After he said this, he was taken up before their very eyes, and a cloud hid him from their sight.
They were looking intently up into the sky as he was going, when suddenly two men dressed in white stood beside them. “Men of Galilee,” they said, “why do you stand here looking into the sky? This same Jesus, who has been taken from you into heaven, will come back in the same way you have seen him go into heaven.”
So our scripture lessons this morning are a bit different, or should I say, a bit similar. They are the same story, written by the same person in two different “books.” They are not very different or in any way contradictory, but the fact that this story appears at the end of Luke and then again at the beginning of Acts points to the importance of this story for the author. This is the event we call the Ascension — when Jesus literally “ascends” into heaven.

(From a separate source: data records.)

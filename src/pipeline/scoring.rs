//! Document-level confidence reduction.

use crate::pipeline::extract::{ExtractedField, ExtractionResult};

/// Weight of the field average in the document score.
const FIELD_WEIGHT: f32 = 0.8;

/// Weight of the line-item average in the document score.
const LINE_ITEM_WEIGHT: f32 = 0.2;

/// Stand-in line-item score for documents with no line items, so they are
/// neither undefined nor unfairly penalized.
const NO_LINE_ITEMS_SCORE: f32 = 0.5;

/// Reduce per-field and per-line-item confidences to one document score in
/// [0, 1], rounded to 4 decimal places.
pub fn document_confidence(result: &ExtractionResult) -> f32 {
    let field_scores: Vec<f32> = result.fields.values().map(field_score).collect();
    let field_mean = mean(&field_scores);

    let line_item_scores: Vec<f32> = result.line_items.iter().map(|i| i.confidence).collect();
    let line_item_mean = if line_item_scores.is_empty() {
        NO_LINE_ITEMS_SCORE
    } else {
        mean(&line_item_scores)
    };

    let weighted = field_mean * FIELD_WEIGHT + line_item_mean * LINE_ITEM_WEIGHT;
    round4(weighted.clamp(0.0, 1.0))
}

/// A field with no usable value scores 0 regardless of its confidence.
fn field_score(field: &ExtractedField) -> f32 {
    if field.has_value() {
        field.confidence
    } else {
        0.0
    }
}

fn mean(values: &[f32]) -> f32 {
    if values.is_empty() {
        return 0.0;
    }
    values.iter().sum::<f32>() / values.len() as f32
}

fn round4(value: f32) -> f32 {
    (value * 10_000.0).round() / 10_000.0
}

And in many ways, it is a watershed moment — an event by which we measure time or memories. Not unlike the pandemic is for us now. I wonder if for the rest of our lives we will be talking about how things were before Covid, or during Covid, or perhaps now, after Covid. We certainly in the past would talk about the world before 9-11 and after 9-11. The ascension was one of those kinds of events — for the disciples, it changed everything.
After Jesus’ resurrection, I imagine that the disciples thought they would have Jesus back for a while. Maybe they could get the band back together and take it on the road for one final tour. But Jesus didn’t stay around long. In our tradition we believe the ascension occurred on the 40th day of Easter — which would have been last Thursday. Not a long time. Less than 6 weeks after the resurrection.
Before Jesus’ ascension, the story of our tradition is all about Jesus. Jesus as the fulfillment of the Hebrew Scriptures — the law and the prophets. Jesus’ birth, ministry, death and resurrection. After the ascension, the story is all about us — the followers of Jesus. The ones who knew him when he walked the earth, and those who did not. Even the disciples who followed him when he was alive, have become apostles sent to take the good news to Judea and Samaria and to the ends of the earth.
So, I want you to think for a minute. What differences do you notice in these two accounts?
For me, the biggest difference is the appearance of the men dressed in white. We assume that they are angels, messengers sent from God. And what do they say?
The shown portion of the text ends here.